The set it belongs to (NHPC / North-East hydro): Kamala sits inside a family of large Arunachal–Assam projects that recur in the news cycle — Subansiri Lower (2000 MW, of which 750 MW had been commissioned at the time of this release), Dibang Multipurpose (2880 MW), and Etalin (3097 MW, planned). In the very same CCEA cycle of 8 April 2026, the Cabinet also cleared the 1200 MW Kalai-II HEP on the Lohit river in Anjaw district — the first hydro project in the Lohit Basin — built as a joint venture of THDC India Limited and the Government of Arunachal Pradesh. Pairing Kamala (NHPC) with Kalai-II (THDC) is a natural "match the developer to the project" trap.
Why it matters
The decision sits at the intersection of three policy problems the country is trying to solve at once. First, clean firm power: as solar and wind capacity grows, the grid needs flexible, despatchable generation to balance their intermittency, and large hydro remains one of the few mature, storable, low-carbon sources that can do this — making projects like Kamala part of the energy-transition arithmetic, not a relic of an older one. Second, harnessing the North-East's hydro potential: Arunachal Pradesh holds the bulk of India's unrealised hydropower, and turning that into built capacity has been slow because of terrain, ecology, financing and the long gestation that the ~96-month timeline here makes plain. Third, flood management in the Brahmaputra system: by holding back and regulating monsoon flows upstream, a reservoir project can shave peak discharges that otherwise inundate Assam, which is why a dedicated central component of about Rs 4,743.98 crore is tagged specifically to the flood-moderation function rather than to power.
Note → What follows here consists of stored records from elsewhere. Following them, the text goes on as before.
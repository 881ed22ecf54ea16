//! Tournament domain enums and the lifecycle state machine.

use serde::{Deserialize, Serialize};

/// Tournament format
#[derive(Debug, Clone, Copy, PartialEq, Eq, Hash, Serialize, Deserialize, sqlx::Type)]
#[serde(rename_all = "snake_case")]
#[sqlx(type_name = "tournament_format", rename_all = "snake_case")]
pub enum TournamentFormat {
    /// Single elimination bracket
    SingleElim,
    /// Double elimination bracket with losers bracket and grand finals
    DoubleElim,
    /// Round robin (everyone plays everyone)
    RoundRobin,
    /// Swiss system
    Swiss,
}

impl TournamentFormat {
    /// Only round robin tolerates tied scores; elimination and Swiss
    /// matches must produce a winner.
    pub fn allows_draws(&self) -> bool {
        matches!(self, TournamentFormat::RoundRobin)
    }
}

/// Tournament status
#[derive(Debug, Clone, Copy, PartialEq, Eq, Hash, Serialize, Deserialize, sqlx::Type)]
#[serde(rename_all = "snake_case")]
#[sqlx(type_name = "tournament_status", rename_all = "snake_case")]
pub enum TournamentStatus {
    /// Being set up, not yet visible for registration
    Draft,
    /// Registration open
    Registration,
    /// Bracket generated, matches being played
    InProgress,
    /// All matches finished
    Completed,
    /// Abandoned at any point before completion
    Cancelled,
}

impl TournamentStatus {
    /// Whether the lifecycle graph permits moving to `next`.
    ///
    /// Preconditions (bracket exists, matches finished) are checked by the
    /// service on top of this; the graph itself is pure.
    pub fn can_transition_to(&self, next: TournamentStatus) -> bool {
        use TournamentStatus::*;
        matches!(
            (self, next),
            (Draft, Registration)
                | (Draft, Cancelled)
                | (Registration, InProgress)
                | (Registration, Cancelled)
                | (InProgress, Completed)
                | (InProgress, Cancelled)
        )
    }

    pub fn is_terminal(&self) -> bool {
        matches!(self, TournamentStatus::Completed | TournamentStatus::Cancelled)
    }
}

impl std::fmt::Display for TournamentStatus {
    fn fmt(&self, f: &mut std::fmt::Formatter<'_>) -> std::fmt::Result {
        let s = match self {
            TournamentStatus::Draft => "draft",
            TournamentStatus::Registration => "registration",
            TournamentStatus::InProgress => "in_progress",
            TournamentStatus::Completed => "completed",
            TournamentStatus::Cancelled => "cancelled",
        };
        f.write_str(s)
    }
}

/// Participant entry status
#[derive(Debug, Clone, Copy, PartialEq, Eq, Serialize, Deserialize, sqlx::Type)]
#[serde(rename_all = "snake_case")]
#[sqlx(type_name = "participant_status", rename_all = "snake_case")]
pub enum ParticipantStatus {
    Registered,
    CheckedIn,
    Eliminated,
    Waitlisted,
}

/// Match status
#[derive(Debug, Clone, Copy, PartialEq, Eq, Serialize, Deserialize, sqlx::Type)]
#[serde(rename_all = "snake_case")]
#[sqlx(type_name = "match_status", rename_all = "snake_case")]
pub enum MatchStatus {
    /// Waiting for participants or a result
    Pending,
    /// Being played
    InProgress,
    /// Scored and final
    Completed,
    /// Will never be played (e.g. an unused reset final)
    Cancelled,
}

impl MatchStatus {
    pub fn is_terminal(&self) -> bool {
        matches!(self, MatchStatus::Completed | MatchStatus::Cancelled)
    }
}

/// Which bracket a match belongs to.
///
/// This field is the authoritative marker; consumers must never infer
/// bracket membership from match notes.
#[derive(Debug, Clone, Copy, PartialEq, Eq, Serialize, Deserialize, sqlx::Type)]
#[serde(rename_all = "snake_case")]
#[sqlx(type_name = "bracket_type", rename_all = "snake_case")]
pub enum BracketType {
    Winners,
    Losers,
    GrandFinals,
}

#[cfg(test)]
mod tests {
    use super::*;

    #[test]
    fn lifecycle_permits_forward_edges() {
        use TournamentStatus::*;
        assert!(Draft.can_transition_to(Registration));
        assert!(Draft.can_transition_to(Cancelled));
        assert!(Registration.can_transition_to(InProgress));
        assert!(Registration.can_transition_to(Cancelled));
        assert!(InProgress.can_transition_to(Completed));
        assert!(InProgress.can_transition_to(Cancelled));
    }

    #[test]
    fn lifecycle_rejects_backwards_and_terminal_edges() {
        use TournamentStatus::*;
        assert!(!Registration.can_transition_to(Draft));
        assert!(!InProgress.can_transition_to(Registration));
        assert!(!Draft.can_transition_to(InProgress));
        assert!(!Draft.can_transition_to(Completed));
        for from in [Completed, Cancelled] {
            for to in [Draft, Registration, InProgress, Completed, Cancelled] {
                assert!(!from.can_transition_to(to), "{from} -> {to} must be rejected");
            }
        }
    }

    #[test]
    fn only_round_robin_allows_draws() {
        assert!(TournamentFormat::RoundRobin.allows_draws());
        assert!(!TournamentFormat::SingleElim.allows_draws());
        assert!(!TournamentFormat::DoubleElim.allows_draws());
        assert!(!TournamentFormat::Swiss.allows_draws());
    }

    #[test]
    fn status_serializes_snake_case() {
        let json = serde_json::to_string(&TournamentStatus::InProgress).unwrap();
        assert_eq!(json, "\"in_progress\"");
        let format: TournamentFormat = serde_json::from_str("\"double_elim\"").unwrap();
        assert_eq!(format, TournamentFormat::DoubleElim);
    }
}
The benefit-sharing design also matters for the politics of large infrastructure in the North-East. By guaranteeing the host State 12% free power plus a 1% Local Area Development Fund, and by routing central money into the State's equity, the model is meant to convert a project that local communities might otherwise see as an extractive, downstream-benefiting dam into a source of recurring State revenue, local development spending, and connectivity — the roughly 196 km of new roads and bridges being the tangible part of that promise.
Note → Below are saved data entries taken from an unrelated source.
//! Tournament endpoints: CRUD, status transitions, and standings

use axum::{
    extract::{Path, Query, State},
    http::StatusCode,
    Json,
};
use chrono::{DateTime, Utc};
use serde::{Deserialize, Serialize};
use std::sync::Arc;
use utoipa::ToSchema;
use uuid::Uuid;
use validator::Validate;

use arena_core::{TournamentFormat, TournamentStatus};
use arena_db::models::Tournament;
use arena_db::repositories::{
    MatchRepository, ParticipantRepository, TournamentFilter, TournamentRepository,
};

use crate::error::ApiError;
use crate::state::AppState;
use crate::{lifecycle, progression, ApiResult};

/// Tournament representation returned by the API
#[derive(Debug, Serialize, ToSchema)]
pub struct TournamentResponse {
    pub id: Uuid,
    pub name: String,
    pub game: String,
    #[schema(value_type = String)]
    pub format: TournamentFormat,
    #[schema(value_type = String)]
    pub status: TournamentStatus,
    pub max_participants: i32,
    pub registration_deadline: Option<DateTime<Utc>>,
    pub start_time: Option<DateTime<Utc>>,
    pub end_time: Option<DateTime<Utc>>,
    pub creator_id: Uuid,
    pub created_at: DateTime<Utc>,
}

impl From<Tournament> for TournamentResponse {
    fn from(t: Tournament) -> Self {
        Self {
            id: t.id,
            name: t.name,
            game: t.game,
            format: t.format,
            status: t.status,
            max_participants: t.max_participants,
            registration_deadline: t.registration_deadline,
            start_time: t.start_time,
            end_time: t.end_time,
            creator_id: t.creator_id,
            created_at: t.created_at,
        }
    }
}

#[derive(Debug, Deserialize, Validate, ToSchema)]
pub struct CreateTournamentRequest {
    #[validate(length(min = 3, max = 100))]
    pub name: String,
    #[serde(default)]
    pub game: String,
    #[schema(value_type = String)]
    pub format: TournamentFormat,
    #[validate(range(min = 2, max = 1024))]
    pub max_participants: i32,
    pub registration_deadline: Option<DateTime<Utc>>,
    pub start_time: Option<DateTime<Utc>>,
    pub creator_id: Uuid,
}

#[derive(Debug, Deserialize, Validate, ToSchema)]
pub struct UpdateTournamentRequest {
    #[validate(length(min = 3, max = 100))]
    pub name: Option<String>,
    pub game: Option<String>,
    #[validate(range(min = 2, max = 1024))]
    pub max_participants: Option<i32>,
    pub registration_deadline: Option<DateTime<Utc>>,
    pub start_time: Option<DateTime<Utc>>,
}

#[derive(Debug, Deserialize, ToSchema)]
pub struct TransitionRequest {
    #[schema(value_type = String)]
    pub status: TournamentStatus,
}

#[derive(Debug, Deserialize)]
pub struct TournamentListQuery {
    pub status: Option<TournamentStatus>,
    pub game: Option<String>,
    pub format: Option<TournamentFormat>,
    pub page: Option<u32>,
    pub page_size: Option<u32>,
}

#[derive(Debug, Serialize, ToSchema)]
pub struct TournamentListResponse {
    pub tournaments: Vec<TournamentResponse>,
    pub total: i64,
    pub page: u32,
    pub page_size: u32,
}

/// Clamp a requested page size to [1, 100], defaulting to 20.
pub(crate) fn clamp_page(page: Option<u32>, page_size: Option<u32>) -> (u32, u32) {
    let page = page.unwrap_or(1).max(1);
    let page_size = page_size.unwrap_or(20).clamp(1, 100);
    (page, page_size)
}

/// Create a tournament
#[utoipa::path(
    post,
    path = "/api/v1/tournaments",
    request_body = CreateTournamentRequest,
    responses(
        (status = 201, description = "Tournament created", body = TournamentResponse),
        (status = 422, description = "Validation failed")
    ),
    tag = "tournaments"
)]
pub async fn create_tournament(
    State(state): State<Arc<AppState>>,
    Json(request): Json<CreateTournamentRequest>,
) -> ApiResult<(StatusCode, Json<TournamentResponse>)> {
    request.validate()?;

    let now = Utc::now();
    let tournament = Tournament {
        id: Uuid::new_v4(),
        name: request.name,
        game: request.game,
        format: request.format,
        status: TournamentStatus::Draft,
        max_participants: request.max_participants,
        registration_deadline: request.registration_deadline,
        start_time: request.start_time,
        end_time: None,
        creator_id: request.creator_id,
        created_at: now,
        updated_at: now,
    };

    let created = TournamentRepository::new(&state.db).create(&tournament).await?;
    tracing::info!(tournament_id = %created.id, name = %created.name, "tournament created");
    Ok((StatusCode::CREATED, Json(created.into())))
}

/// List tournaments
#[utoipa::path(
    get,
    path = "/api/v1/tournaments",
    params(
        ("status" = Option<String>, Query, description = "Filter by status"),
        ("game" = Option<String>, Query, description = "Filter by game"),
        ("format" = Option<String>, Query, description = "Filter by format"),
        ("page" = Option<u32>, Query, description = "Page number"),
        ("page_size" = Option<u32>, Query, description = "Results per page (max 100)")
    ),
    responses(
        (status = 200, description = "Tournament list", body = TournamentListResponse)
    ),
    tag = "tournaments"
)]
pub async fn list_tournaments(
    State(state): State<Arc<AppState>>,
    Query(query): Query<TournamentListQuery>,
) -> ApiResult<Json<TournamentListResponse>> {
    let (page, page_size) = clamp_page(query.page, query.page_size);
    let offset = i64::from((page - 1) * page_size);

    let filter = TournamentFilter {
        status: query.status,
        game: query.game,
        format: query.format,
    };

    let repo = TournamentRepository::new(&state.db);
    let tournaments = repo.list(&filter, i64::from(page_size), offset).await?;
    let total = repo.count(&filter).await?;

    Ok(Json(TournamentListResponse {
        tournaments: tournaments.into_iter().map(Into::into).collect(),
        total,
        page,
        page_size,
    }))
}

/// Get a tournament by id
#[utoipa::path(
    get,
    path = "/api/v1/tournaments/{id}",
    params(("id" = Uuid, Path, description = "Tournament id")),
    responses(
        (status = 200, description = "Tournament", body = TournamentResponse),
        (status = 404, description = "Not found")
    ),
    tag = "tournaments"
)]
pub async fn get_tournament(
    State(state): State<Arc<AppState>>,
    Path(id): Path<Uuid>,
) -> ApiResult<Json<TournamentResponse>> {
    let tournament = find_tournament(&state, id).await?;
    Ok(Json(tournament.into()))
}

/// Update tournament fields
pub async fn update_tournament(
    State(state): State<Arc<AppState>>,
    Path(id): Path<Uuid>,
    Json(request): Json<UpdateTournamentRequest>,
) -> ApiResult<Json<TournamentResponse>> {
    request.validate()?;

    let mut tournament = find_tournament(&state, id).await?;
    if tournament.status.is_terminal() {
        return Err(ApiError::InvalidState(format!(
            "tournament is {}",
            tournament.status
        )));
    }

    if let Some(max) = request.max_participants {
        let active = ParticipantRepository::new(&state.db).count_active(id).await?;
        if i64::from(max) < active {
            return Err(ApiError::CapacityExceeded(format!(
                "{active} participants already registered"
            )));
        }
        tournament.max_participants = max;
    }
    if let Some(name) = request.name {
        tournament.name = name;
    }
    if let Some(game) = request.game {
        tournament.game = game;
    }
    if let Some(deadline) = request.registration_deadline {
        tournament.registration_deadline = Some(deadline);
    }
    if let Some(start) = request.start_time {
        tournament.start_time = Some(start);
    }

    let updated = TournamentRepository::new(&state.db).update(&tournament).await?;
    Ok(Json(updated.into()))
}

/// Delete a tournament (disallowed once it is running)
pub async fn delete_tournament(
    State(state): State<Arc<AppState>>,
    Path(id): Path<Uuid>,
) -> ApiResult<StatusCode> {
    let tournament = find_tournament(&state, id).await?;
    if tournament.status == TournamentStatus::InProgress {
        return Err(ApiError::InvalidState(
            "cannot delete a tournament in progress".to_string(),
        ));
    }

    TournamentRepository::new(&state.db).delete(id).await?;
    tracing::info!(tournament_id = %id, "tournament deleted");
    Ok(StatusCode::NO_CONTENT)
}

/// Transition tournament status
#[utoipa::path(
    post,
    path = "/api/v1/tournaments/{id}/status",
    params(("id" = Uuid, Path, description = "Tournament id")),
    request_body = TransitionRequest,
    responses(
        (status = 200, description = "Status changed", body = TournamentResponse),
        (status = 409, description = "Transition rejected")
    ),
    tag = "tournaments"
)]
pub async fn transition_status(
    State(state): State<Arc<AppState>>,
    Path(id): Path<Uuid>,
    Json(request): Json<TransitionRequest>,
) -> ApiResult<Json<TournamentResponse>> {
    let tournament = find_tournament(&state, id).await?;
    let updated = lifecycle::transition(&state.db, &tournament, request.status).await?;
    Ok(Json(updated.into()))
}

/// One row of the standings table
#[derive(Debug, Serialize, ToSchema)]
pub struct StandingEntry {
    pub entry_id: Uuid,
    pub display_name: String,
    pub seed: i32,
    pub wins: u32,
    pub losses: u32,
    pub draws: u32,
}

/// Current standings, best record first
#[utoipa::path(
    get,
    path = "/api/v1/tournaments/{id}/standings",
    params(("id" = Uuid, Path, description = "Tournament id")),
    responses(
        (status = 200, description = "Standings", body = Vec<StandingEntry>)
    ),
    tag = "tournaments"
)]
pub async fn get_standings(
    State(state): State<Arc<AppState>>,
    Path(id): Path<Uuid>,
) -> ApiResult<Json<Vec<StandingEntry>>> {
    find_tournament(&state, id).await?;

    let matches = MatchRepository::new(&state.db)
        .list_by_tournament(id, None, None)
        .await?;
    let participants = ParticipantRepository::new(&state.db)
        .list_by_tournament(id)
        .await?;

    let standings = progression::standings(&matches)
        .into_iter()
        .filter_map(|record| {
            participants
                .iter()
                .find(|p| p.id == record.entry_id)
                .map(|p| StandingEntry {
                    entry_id: record.entry_id,
                    display_name: p.display_name.clone(),
                    seed: p.seed,
                    wins: record.wins,
                    losses: record.losses,
                    draws: record.draws,
                })
        })
        .collect();

    Ok(Json(standings))
}

pub(crate) async fn find_tournament(state: &AppState, id: Uuid) -> Result<Tournament, ApiError> {
    TournamentRepository::new(&state.db)
        .find_by_id(id)
        .await?
        .ok_or_else(|| ApiError::NotFound(format!("tournament {id}")))
}

#[cfg(test)]
mod tests {
    use super::*;

    #[test]
    fn page_clamping() {
        assert_eq!(clamp_page(None, None), (1, 20));
        assert_eq!(clamp_page(Some(0), Some(0)), (1, 1));
        assert_eq!(clamp_page(Some(3), Some(250)), (3, 100));
        assert_eq!(clamp_page(Some(2), Some(50)), (2, 50));
    }
}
Set against its own family, Kamala is sizeable but not the largest of the Arunachal pipeline: it is smaller than the 2880 MW Dibang Multipurpose or the 3097 MW planned Etalin, comparable in order to the 2000 MW Subansiri Lower, and larger than the 1200 MW Kalai-II cleared alongside it. The recurring pattern across all of them is the same — long gestation, large capital outlay, a central developer paired with the State, and a separate flood-moderation justification tied to the Brahmaputra system. Reading Kamala as one instance of this pattern, rather than as a one-off, is what makes it durable revision material: the numbers change project to project, but the institutional design and the benefit-sharing arithmetic stay constant.